Теперь, успокоившись, он может обдумывать наедине, как отмести обвинение в других своих преступлениях. Их у него немало.
А в это время в Сибирь идут письма, телеграммы... И получаются ответы: «Не могу приехать, не могу оставить больную мать». И все же она приезжает. Взволнованная, сердитая. Она извелась от воспоминаний, лежа на вагонной полке. Дома остались дети, муж нервничает, спрашивает, в чем дело.
Тиская в руках сумочку, она слушает, что говорит ей незнакомый, но так много знающий о ней человек. Он вежлив, деликатен, ей становится легче; он объясняет ей, зачем необходимо это такое тяжкое для нее свидание с прошлым. Она порывисто встает:
— Хорошо, пойдемте. Я готова.
Через несколько минут она открывает дверь. В комнате, на стульях, сидят четыре человека. Все примерно одного возраста, одного роста, в чем-то схожие друг с другом. Ока оглядывается и тут же без запинки указывает на одного из них:
— Вот он!
— Вы уверены? Взгляните еще.
Нет, она не хочет больше смотреть. Он постарел и обрюзг, но он — тот самый, это он семнадцать лет назад кричал ей страшные ругательства, толкал в снег, бил пистолетом по голове! Такого не забудешь. Отвращение и гнев охватили Веру Николаевну... Потом, в соседней комнате, она плакала от жалости к себе, молоденькой, двадцатилетней; от жалости к зверски убитой Тане, к ее матери, сохранившей до сих пор черный плюшевый жакетик, простреленный, проколотый ножом, с побуревшими пятнами крови. Вера плакала, но это были и слезы облегчения: свой трудный, гражданский, человеческий долг она выполнила.
10
Бремя доказывания — процессуальный термин, обозначающий, кто из сторон в процессе должен доказать свои утверждения. По советскому законодательству бремя доказывания вины обвиняемого лежит на обязанности следователя. Всякое сомнение по делу толкуется в пользу обвиняемого, если это сомнение не будет рассеяно следствием.

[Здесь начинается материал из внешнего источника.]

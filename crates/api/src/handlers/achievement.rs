//! Handlers for the `/achievements` resource.
//!
//! Role gating happens in the extractors; ownership and advisor relations
//! are checked by the coordinator on every call.

use achievo_core::achievement::{
    AchievementRecord, AchievementSummary, AttachmentDescriptor, StatusHistoryEntry,
};
use achievo_core::coordinator::{CreateAchievement, UpdateAchievement};
use achievo_core::error::CoreError;
use achievo_core::ports::Paginated;
use achievo_core::roles::Role;
use achievo_core::types::DbId;
use axum::extract::{Path, Query, State};
use axum::http::StatusCode;
use axum::response::IntoResponse;
use axum::Json;
use serde::Deserialize;

use crate::error::{AppError, AppResult};
use crate::extract::AppJson;
use crate::middleware::rbac::{RequireCreate, RequireDelete, RequireRead, RequireUpdate};
use crate::query::AchievementListParams;
use crate::response::DataResponse;
use crate::state::AppState;

/// Body of `POST /achievements`.
#[derive(Debug, Deserialize)]
pub struct CreateAchievementRequest {
    /// Owning student record. Required for admins; students always create
    /// for themselves and may omit it.
    pub student_id: Option<DbId>,
    #[serde(flatten)]
    pub achievement: CreateAchievement,
}

// ---------------------------------------------------------------------------
// Handlers
// ---------------------------------------------------------------------------

/// GET /api/v1/achievements
///
/// Achievements visible to the caller, newest first.
pub async fn list_achievements(
    RequireRead(user): RequireRead,
    State(state): State<AppState>,
    Query(params): Query<AchievementListParams>,
) -> AppResult<Json<DataResponse<Paginated<AchievementSummary>>>> {
    let status = params.status()?;
    let page = state
        .coordinator
        .list(&user.actor(), status, params.page())
        .await?;
    Ok(Json(DataResponse { data: page }))
}

/// POST /api/v1/achievements
///
/// Create a draft. Returns 201 with the document and its reference.
pub async fn create_achievement(
    RequireCreate(user): RequireCreate,
    State(state): State<AppState>,
    AppJson(input): AppJson<CreateAchievementRequest>,
) -> AppResult<impl IntoResponse> {
    let actor = user.actor();
    let owner = match actor.role {
        Role::Student => {
            let own = state
                .coordinator
                .student_record(&actor)
                .await?
                .ok_or_else(|| {
                    AppError::Core(CoreError::Forbidden(
                        "No student profile for this user".into(),
                    ))
                })?;
            // A student naming someone else is caught by the guard.
            input.student_id.unwrap_or(own)
        }
        _ => input.student_id.ok_or_else(|| {
            AppError::BadRequest("student_id is required when creating for a student".into())
        })?,
    };

    let record = state
        .coordinator
        .create(&actor, owner, input.achievement)
        .await?;
    Ok((StatusCode::CREATED, Json(DataResponse { data: record })))
}

/// GET /api/v1/achievements/{id}
pub async fn get_achievement(
    RequireRead(user): RequireRead,
    State(state): State<AppState>,
    Path(id): Path<DbId>,
) -> AppResult<Json<DataResponse<AchievementRecord>>> {
    let record = state.coordinator.get(&user.actor(), id).await?;
    Ok(Json(DataResponse { data: record }))
}

/// PUT /api/v1/achievements/{id}
///
/// Edit a draft. Returns 409 once the achievement has been submitted.
pub async fn update_achievement(
    RequireUpdate(user): RequireUpdate,
    State(state): State<AppState>,
    Path(id): Path<DbId>,
    AppJson(input): AppJson<UpdateAchievement>,
) -> AppResult<Json<DataResponse<AchievementRecord>>> {
    let record = state.coordinator.update(&user.actor(), id, input).await?;
    Ok(Json(DataResponse { data: record }))
}

/// DELETE /api/v1/achievements/{id}
///
/// Tombstone a draft. Returns 204 No Content.
pub async fn delete_achievement(
    RequireDelete(user): RequireDelete,
    State(state): State<AppState>,
    Path(id): Path<DbId>,
) -> AppResult<StatusCode> {
    state.coordinator.delete(&user.actor(), id).await?;
    Ok(StatusCode::NO_CONTENT)
}

/// POST /api/v1/achievements/{id}/attachments
///
/// Append a descriptor produced by the file storage service.
pub async fn add_attachment(
    RequireCreate(user): RequireCreate,
    State(state): State<AppState>,
    Path(id): Path<DbId>,
    AppJson(descriptor): AppJson<AttachmentDescriptor>,
) -> AppResult<Json<DataResponse<AchievementRecord>>> {
    let record = state
        .coordinator
        .attach(&user.actor(), id, descriptor)
        .await?;
    Ok(Json(DataResponse { data: record }))
}

/// GET /api/v1/achievements/{id}/history
pub async fn get_history(
    RequireRead(user): RequireRead,
    State(state): State<AppState>,
    Path(id): Path<DbId>,
) -> AppResult<Json<DataResponse<Vec<StatusHistoryEntry>>>> {
    let history = state.coordinator.history(&user.actor(), id).await?;
    Ok(Json(DataResponse { data: history }))
}
//! In-process event bus backed by a `tokio::sync::broadcast` channel.
//!
//! [`EventBus`] is shared via `Arc<EventBus>` across the application.

use achievo_core::types::DbId;
use chrono::{DateTime, Utc};
use serde::{Deserialize, Serialize};
use tokio::sync::broadcast;

// ---------------------------------------------------------------------------
// PlatformEvent
// ---------------------------------------------------------------------------

/// Something that happened to an achievement.
///
/// Built with [`PlatformEvent::new`] and the `with_*` builder methods.
#[derive(Debug, Clone, Serialize, Deserialize)]
pub struct PlatformEvent {
    /// Dot-separated event name, e.g. `"achievement.submitted"`.
    pub event_type: String,

    /// Source entity kind (`"achievement"`).
    pub source_entity_type: Option<String>,

    /// Source entity id (the reference id for achievements).
    pub source_entity_id: Option<DbId>,

    /// User the event is addressed to, if any.
    pub recipient_user_id: Option<DbId>,

    /// Event-specific data.
    pub payload: serde_json::Value,

    pub timestamp: DateTime<Utc>,
}

impl PlatformEvent {
    pub fn new(event_type: impl Into<String>) -> Self {
        Self {
            event_type: event_type.into(),
            source_entity_type: None,
            source_entity_id: None,
            recipient_user_id: None,
            payload: serde_json::Value::Object(Default::default()),
            timestamp: Utc::now(),
        }
    }

    pub fn with_source(mut self, entity_type: impl Into<String>, entity_id: DbId) -> Self {
        self.source_entity_type = Some(entity_type.into());
        self.source_entity_id = Some(entity_id);
        self
    }

    pub fn with_recipient(mut self, user_id: DbId) -> Self {
        self.recipient_user_id = Some(user_id);
        self
    }

    pub fn with_payload(mut self, payload: serde_json::Value) -> Self {
        self.payload = payload;
        self
    }
}

// ---------------------------------------------------------------------------
// EventBus
// ---------------------------------------------------------------------------

/// Default buffer capacity for the broadcast channel.
const DEFAULT_CAPACITY: usize = 1024;

/// In-process fan-out event bus.
///
/// ```rust
/// use achievo_events::bus::{EventBus, PlatformEvent};
///
/// let bus = EventBus::default();
/// let mut rx = bus.subscribe();
///
/// bus.publish(PlatformEvent::new("achievement.submitted"));
/// ```
pub struct EventBus {
    sender: broadcast::Sender<PlatformEvent>,
}

impl EventBus {
    /// Create a bus with a specific channel capacity.
    ///
    /// When the buffer is full the oldest unconsumed events are dropped and
    /// slow receivers observe `RecvError::Lagged`.
    pub fn new(capacity: usize) -> Self {
        let (sender, _) = broadcast::channel(capacity);
        Self { sender }
    }

    /// Publish an event to all current subscribers. Never blocks.
    pub fn publish(&self, event: PlatformEvent) {
        // A SendError only means there are zero receivers.
        let _ = self.sender.send(event);
    }

    pub fn subscribe(&self) -> broadcast::Receiver<PlatformEvent> {
        self.sender.subscribe()
    }
}

impl Default for EventBus {
    fn default() -> Self {
        Self::new(DEFAULT_CAPACITY)
    }
}
// ---------------------------------------------------------------------------
// Read, update, delete
// ---------------------------------------------------------------------------

#[tokio::test]
async fn readers_are_owner_advisor_and_admin() {
    let app = build_test_app();
    let id = app.create_competition().await;
    let uri = format!("/api/v1/achievements/{id}");

    for token in [app.student(), app.advisor(), app.admin()] {
        assert_eq!(app.get(&uri, &token).await.status(), StatusCode::OK);
    }
    let stranger = app.token(OTHER_STUDENT_USER, Role::Student);
    assert_eq!(app.get(&uri, &stranger).await.status(), StatusCode::FORBIDDEN);
    let other_advisor = app.token(OTHER_ADVISOR_USER, Role::Advisor);
    assert_eq!(
        app.get(&uri, &other_advisor).await.status(),
        StatusCode::FORBIDDEN
    );
}

#[tokio::test]
async fn update_rescores_a_draft() {
    let app = build_test_app();
    let id = app.create_competition().await;
    let response = app
        .put(
            &format!("/api/v1/achievements/{id}"),
            &app.student(),
            json!({ "details": { "level": "international", "rank": 1 } }),
        )
        .await;
    assert_eq!(response.status(), StatusCode::OK);
    assert_eq!(body_json(response).await["data"]["document"]["points"], 400);
}

#[tokio::test]
async fn update_after_submit_conflicts() {
    let app = build_test_app();
    let id = app.create_competition().await;
    app.post(&format!("/api/v1/achievements/{id}/submit"), &app.student(), json!({}))
        .await;

    let response = app
        .put(
            &format!("/api/v1/achievements/{id}"),
            &app.student(),
            json!({ "title": "Renamed" }),
        )
        .await;
    assert_eq!(response.status(), StatusCode::CONFLICT);
    assert_eq!(body_json(response).await["code"], "INVALID_STATE");
}

#[tokio::test]
async fn changing_the_type_is_rejected() {
    let app = build_test_app();
    let id = app.create_competition().await;
    let response = app
        .put(
            &format!("/api/v1/achievements/{id}"),
            &app.student(),
            json!({ "type": "publication" }),
        )
        .await;
    assert_eq!(response.status(), StatusCode::BAD_REQUEST);
    assert_eq!(body_json(response).await["code"], "INVALID_ARGUMENT");
}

(Из объяснения юридических терминов)
Бремя — это, конечно, очень старинное слово. Но сущность его остается неизменной: это тяжесть, возложенная на человека. Следователю предоставлены большие права, но, пожалуй, не меньше связывают его и ограничения, основанные на гуманности самой природы нашего советского закона. Бывает, что в частном случае, как это ни парадоксально, сам закон утяжеляет это бремя. Не всегда следователю, как говорится, везет...

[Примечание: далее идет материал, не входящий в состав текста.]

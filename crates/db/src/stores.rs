//! Port implementations over the repositories.
//!
//! Each adapter owns a pool, calls the zero-sized repositories and converts
//! rows into domain types. Every sqlx error passes through [`store_error`].

use std::future::Future;

use achievo_core::achievement::{
    AchievementDocument, AchievementReference, AchievementStatus, Attachment, DocumentPatch,
    NewDocument, NewReference, StatusHistoryEntry, Transition,
};
use achievo_core::notification::{InboxEntry, Notification};
use achievo_core::pagination::Page;
use achievo_core::ports::{
    Directory, DocumentStore, Inbox, Paginated, ReferenceFilter, ReferenceStore, StoreResult,
};
use achievo_core::types::{DbId, DocumentId, Timestamp};
use async_trait::async_trait;
use sqlx::PgPool;

use crate::error::store_error;
use crate::repositories::{
    DirectoryRepo, DocumentRepo, NotificationRepo, ReferenceRepo, StatusHistoryRepo,
};

/// Await `commit` only once the written row has decoded. On a decode failure
/// the commit future is dropped with its transaction, which rolls back.
async fn commit_decoded<T, F>(decoded: StoreResult<T>, commit: F) -> StoreResult<T>
where
    F: Future<Output = Result<(), sqlx::Error>>,
{
    let value = decoded?;
    commit.await.map_err(store_error)?;
    Ok(value)
}

fn convert<R, T>(rows: Vec<R>) -> StoreResult<Vec<T>>
where
    T: TryFrom<R, Error = achievo_core::ports::StoreError>,
{
    rows.into_iter().map(T::try_from).collect()
}

/* --------------------------------------------------------------------------
Documents
-------------------------------------------------------------------------- */

/// Document store backed by the document database.
#[derive(Clone)]
pub struct PgDocumentStore {
    pool: PgPool,
}

impl PgDocumentStore {
    pub fn new(pool: PgPool) -> Self {
        Self { pool }
    }
}

#[async_trait]
impl DocumentStore for PgDocumentStore {
    async fn insert(&self, document: NewDocument) -> StoreResult<AchievementDocument> {
        let row = DocumentRepo::create(&self.pool, &document)
            .await
            .map_err(store_error)?;
        row.try_into()
    }

    async fn find(&self, id: DocumentId) -> StoreResult<Option<AchievementDocument>> {
        DocumentRepo::find_by_id(&self.pool, id, false)
            .await
            .map_err(store_error)?
            .map(TryInto::try_into)
            .transpose()
    }

    async fn find_including_deleted(
        &self,
        id: DocumentId,
    ) -> StoreResult<Option<AchievementDocument>> {
        DocumentRepo::find_by_id(&self.pool, id, true)
            .await
            .map_err(store_error)?
            .map(TryInto::try_into)
            .transpose()
    }

    async fn find_many(&self, ids: &[DocumentId]) -> StoreResult<Vec<AchievementDocument>> {
        if ids.is_empty() {
            return Ok(Vec::new());
        }
        let rows = DocumentRepo::find_many(&self.pool, ids)
            .await
            .map_err(store_error)?;
        convert(rows)
    }

    async fn update(
        &self,
        id: DocumentId,
        patch: DocumentPatch,
        at: Timestamp,
    ) -> StoreResult<Option<AchievementDocument>> {
        DocumentRepo::update(&self.pool, id, &patch, at)
            .await
            .map_err(store_error)?
            .map(TryInto::try_into)
            .transpose()
    }

    async fn append_attachment(
        &self,
        id: DocumentId,
        attachment: Attachment,
    ) -> StoreResult<Option<AchievementDocument>> {
        DocumentRepo::append_attachment(&self.pool, id, &attachment)
            .await
            .map_err(store_error)?
            .map(TryInto::try_into)
            .transpose()
    }

    async fn soft_delete(&self, id: DocumentId, at: Timestamp) -> StoreResult<bool> {
        DocumentRepo::soft_delete(&self.pool, id, at)
            .await
            .map_err(store_error)
    }

    async fn delete(&self, id: DocumentId) -> StoreResult<bool> {
        DocumentRepo::hard_delete(&self.pool, id)
            .await
            .map_err(store_error)
    }
}

/* --------------------------------------------------------------------------
References
-------------------------------------------------------------------------- */

/// Reference store backed by the relational database.
///
/// Status changes and their history entries are written in one transaction.
#[derive(Clone)]
pub struct PgReferenceStore {
    pool: PgPool,
}

impl PgReferenceStore {
    pub fn new(pool: PgPool) -> Self {
        Self { pool }
    }
}

#[async_trait]
impl ReferenceStore for PgReferenceStore {
    async fn insert(&self, reference: NewReference) -> StoreResult<AchievementReference> {
        let mut tx = self.pool.begin().await.map_err(store_error)?;
        let row = ReferenceRepo::create(&mut *tx, reference.student_id, reference.document_id)
            .await
            .map_err(store_error)?;
        StatusHistoryRepo::record(
            &mut *tx,
            row.id,
            None,
            AchievementStatus::Draft,
            reference.created_by,
            None,
        )
        .await
        .map_err(store_error)?;
        commit_decoded(row.try_into(), tx.commit()).await
    }

    async fn find(&self, id: DbId) -> StoreResult<Option<AchievementReference>> {
        ReferenceRepo::find_by_id(&self.pool, id)
            .await
            .map_err(store_error)?
            .map(TryInto::try_into)
            .transpose()
    }

    async fn transition(
        &self,
        id: DbId,
        transition: Transition,
        actor_id: DbId,
    ) -> StoreResult<Option<AchievementReference>> {
        let mut tx = self.pool.begin().await.map_err(store_error)?;
        let Some(row) = ReferenceRepo::transition(&mut *tx, id, &transition)
            .await
            .map_err(store_error)?
        else {
            // Dropping the transaction rolls it back.
            return Ok(None);
        };
        StatusHistoryRepo::record(
            &mut *tx,
            id,
            Some(transition.source()),
            transition.target(),
            actor_id,
            transition.note(),
        )
        .await
        .map_err(store_error)?;
        commit_decoded(row.try_into(), tx.commit())
            .await
            .map(Some)
    }

    async fn list(
        &self,
        filter: &ReferenceFilter,
        page: Page,
    ) -> StoreResult<Paginated<AchievementReference>> {
        let student_ids = filter.student_ids.as_deref();
        let rows = ReferenceRepo::list(
            &self.pool,
            filter.status,
            student_ids,
            page.limit,
            page.offset,
        )
        .await
        .map_err(store_error)?;
        let total = ReferenceRepo::count(&self.pool, filter.status, student_ids)
            .await
            .map_err(store_error)?;
        Ok(Paginated {
            items: convert(rows)?,
            total,
            limit: page.limit,
            offset: page.offset,
        })
    }

    async fn history(&self, id: DbId) -> StoreResult<Vec<StatusHistoryEntry>> {
        let rows = StatusHistoryRepo::list_for_reference(&self.pool, id)
            .await
            .map_err(store_error)?;
        convert(rows)
    }
}

/* --------------------------------------------------------------------------
Directory
-------------------------------------------------------------------------- */

/// Student/advisor relationships read from the relational database.
#[derive(Clone)]
pub struct PgDirectory {
    pool: PgPool,
}

impl PgDirectory {
    pub fn new(pool: PgPool) -> Self {
        Self { pool }
    }
}

#[async_trait]
impl Directory for PgDirectory {
    async fn resolve_owner(&self, student_id: DbId) -> StoreResult<Option<DbId>> {
        DirectoryRepo::student_user(&self.pool, student_id)
            .await
            .map_err(store_error)
    }

    async fn resolve_advisor(&self, student_id: DbId) -> StoreResult<Option<DbId>> {
        DirectoryRepo::student_advisor(&self.pool, student_id)
            .await
            .map_err(store_error)
    }

    async fn student_for_user(&self, user_id: DbId) -> StoreResult<Option<DbId>> {
        DirectoryRepo::student_by_user(&self.pool, user_id)
            .await
            .map_err(store_error)
    }

    async fn advisor_for_user(&self, user_id: DbId) -> StoreResult<Option<DbId>> {
        DirectoryRepo::advisor_by_user(&self.pool, user_id)
            .await
            .map_err(store_error)
    }

    async fn advisor_user(&self, advisor_id: DbId) -> StoreResult<Option<DbId>> {
        DirectoryRepo::advisor_user(&self.pool, advisor_id)
            .await
            .map_err(store_error)
    }

    async fn advisees(&self, advisor_id: DbId) -> StoreResult<Vec<DbId>> {
        DirectoryRepo::advisees(&self.pool, advisor_id)
            .await
            .map_err(store_error)
    }
}

/* --------------------------------------------------------------------------
Inbox
-------------------------------------------------------------------------- */

/// Notification inbox stored in the relational database.
#[derive(Clone)]
pub struct PgInbox {
    pool: PgPool,
}

impl PgInbox {
    pub fn new(pool: PgPool) -> Self {
        Self { pool }
    }
}

#[async_trait]
impl Inbox for PgInbox {
    async fn store(&self, notification: &Notification) -> StoreResult<DbId> {
        NotificationRepo::create(&self.pool, notification)
            .await
            .map_err(store_error)
    }

    async fn list(
        &self,
        user_id: DbId,
        unread_only: bool,
        page: Page,
    ) -> StoreResult<Paginated<InboxEntry>> {
        let rows =
            NotificationRepo::list_for_user(&self.pool, user_id, unread_only, page.limit, page.offset)
                .await
                .map_err(store_error)?;
        let total = NotificationRepo::count_for_user(&self.pool, user_id, unread_only)
            .await
            .map_err(store_error)?;
        Ok(Paginated {
            items: convert(rows)?,
            total,
            limit: page.limit,
            offset: page.offset,
        })
    }

    async fn mark_read(&self, user_id: DbId, id: DbId) -> StoreResult<bool> {
        NotificationRepo::mark_read(&self.pool, id, user_id)
            .await
            .map_err(store_error)
    }

    async fn mark_all_read(&self, user_id: DbId) -> StoreResult<u64> {
        NotificationRepo::mark_all_read(&self.pool, user_id)
            .await
            .map_err(store_error)
    }
}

Короткевичу шел двадцать пятый год, когда он очутился в окружении, а затем в фашистском плену. Лагерь, побег, опять плен, голод, страх — и Короткевич попадает в группу Гришаева. С тех пор прошло семнадцать лет. Короткевич понес заслуженное наказание, был освобожден и после этого давно уже работает шофёром в одной из южных областей нашей страны. Женился, имеет детей. Работает и живет честно. Серьезный, спокойный человек. А в душе у него вот что: «...Я решил не таить в себе то, что камнем лежало на моей душе и терзало мою совесть».

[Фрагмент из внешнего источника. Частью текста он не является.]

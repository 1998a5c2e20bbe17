//! JWT-based authentication extractor for Axum handlers.

use achievo_core::authorization::Actor;
use achievo_core::error::CoreError;
use achievo_core::roles::Role;
use achievo_core::types::DbId;
use axum::extract::FromRequestParts;
use axum::http::request::Parts;

use crate::auth::jwt::validate_token;
use crate::error::AppError;
use crate::state::AppState;

/// Authenticated user extracted from a JWT Bearer token in the `Authorization` header.
///
/// ```ignore
/// async fn my_handler(user: AuthUser) -> AppResult<Json<()>> {
///     tracing::info!(user_id = user.user_id, role = %user.role, "handling request");
///     Ok(Json(()))
/// }
/// ```
#[derive(Debug, Clone, Copy)]
pub struct AuthUser {
    /// The user's internal database id (from `claims.sub`).
    pub user_id: DbId,
    pub role: Role,
}

impl AuthUser {
    /// The caller as the core services see it.
    pub fn actor(&self) -> Actor {
        Actor::new(self.user_id, self.role)
    }
}

impl FromRequestParts<AppState> for AuthUser {
    type Rejection = AppError;

    async fn from_request_parts(
        parts: &mut Parts,
        state: &AppState,
    ) -> Result<Self, Self::Rejection> {
        let auth_header = parts
            .headers
            .get("authorization")
            .and_then(|v| v.to_str().ok())
            .ok_or_else(|| {
                AppError::Core(CoreError::Unauthorized(
                    "Missing Authorization header".into(),
                ))
            })?;

        let token = auth_header.strip_prefix("Bearer ").ok_or_else(|| {
            AppError::Core(CoreError::Unauthorized(
                "Invalid Authorization format. Expected: Bearer <token>".into(),
            ))
        })?;

        let claims = validate_token(token, &state.config.jwt).map_err(|_| {
            AppError::Core(CoreError::Unauthorized("Invalid or expired token".into()))
        })?;

        let role = Role::from_name(&claims.role).ok_or_else(|| {
            AppError::Core(CoreError::Unauthorized(format!(
                "Unknown role '{}' in token",
                claims.role
            )))
        })?;

        Ok(AuthUser {
            user_id: claims.sub,
            role,
        })
    }
}
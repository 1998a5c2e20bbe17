//! Authentication and authorization middleware extractors.
//!
//! - [`auth::AuthUser`] -- Extracts the authenticated user from a JWT Bearer token.
//! - [`rbac`] -- One extractor per `achievement:*` permission.
//!
//! These only gate on the caller's role. Whether the caller may touch a
//! particular achievement is decided by the core's authorization guard.

pub mod auth;
pub mod rbac;
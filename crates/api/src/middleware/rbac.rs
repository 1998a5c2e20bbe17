//! Permission-based access control extractors.
//!
//! Each extractor wraps [`AuthUser`] and rejects with 403 Forbidden unless
//! the caller's role grants the named permission (see
//! [`Role::permissions`](achievo_core::roles::Role::permissions)).
//!
//! ```ignore
//! async fn verify(RequireVerify(user): RequireVerify) -> AppResult<Json<()>> {
//!     // user's role grants achievement:verify here
//!     Ok(Json(()))
//! }
//! ```

use achievo_core::error::CoreError;
use achievo_core::roles::{
    PERM_ACHIEVEMENT_CREATE, PERM_ACHIEVEMENT_DELETE, PERM_ACHIEVEMENT_READ,
    PERM_ACHIEVEMENT_UPDATE, PERM_ACHIEVEMENT_VERIFY,
};
use axum::extract::FromRequestParts;
use axum::http::request::Parts;

use super::auth::AuthUser;
use crate::error::AppError;
use crate::state::AppState;

/// Authenticate and check one permission.
async fn require(
    parts: &mut Parts,
    state: &AppState,
    permission: &'static str,
) -> Result<AuthUser, AppError> {
    let user = AuthUser::from_request_parts(parts, state).await?;
    if !user.actor().has_permission(permission) {
        return Err(AppError::Core(CoreError::Forbidden(format!(
            "Permission '{permission}' required"
        ))));
    }
    Ok(user)
}

macro_rules! permission_extractor {
    ($(#[$doc:meta])* $name:ident => $permission:expr) => {
        $(#[$doc])*
        pub struct $name(pub AuthUser);

        impl FromRequestParts<AppState> for $name {
            type Rejection = AppError;

            async fn from_request_parts(
                parts: &mut Parts,
                state: &AppState,
            ) -> Result<Self, Self::Rejection> {
                require(parts, state, $permission).await.map($name)
            }
        }
    };
}

permission_extractor!(
    /// Requires `achievement:create` (students and admins).
    RequireCreate => PERM_ACHIEVEMENT_CREATE
);
permission_extractor!(
    /// Requires `achievement:read` (every role).
    RequireRead => PERM_ACHIEVEMENT_READ
);
permission_extractor!(
    /// Requires `achievement:update` (students and admins).
    RequireUpdate => PERM_ACHIEVEMENT_UPDATE
);
permission_extractor!(
    /// Requires `achievement:delete` (students and admins).
    RequireDelete => PERM_ACHIEVEMENT_DELETE
);
permission_extractor!(
    /// Requires `achievement:verify` (advisors and admins).
    RequireVerify => PERM_ACHIEVEMENT_VERIFY
);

Кое-кто, прочтя эти строки, возможно, и усмехнется: дескать, мелодрамой попахивает, словечки такие: «терзало», «лежало камнем»... А дело не в словах. Дело в том, что за истекшие семнадцать лет Короткевич впитывал в себя то лучшее, что наблюдал в окружающих его людях, и постепенно, год за годом, тайна, хранимая им, все больше и больше приходила в противоречие всему хорошему, что накапливалось в его душе. И наконец стало невмоготу молчать. Короткевич решился быть откровенным до конца, без пощады к себе. Только так мог он восстановить перед самим собой человеческое достоинство. И вот он рассказывает...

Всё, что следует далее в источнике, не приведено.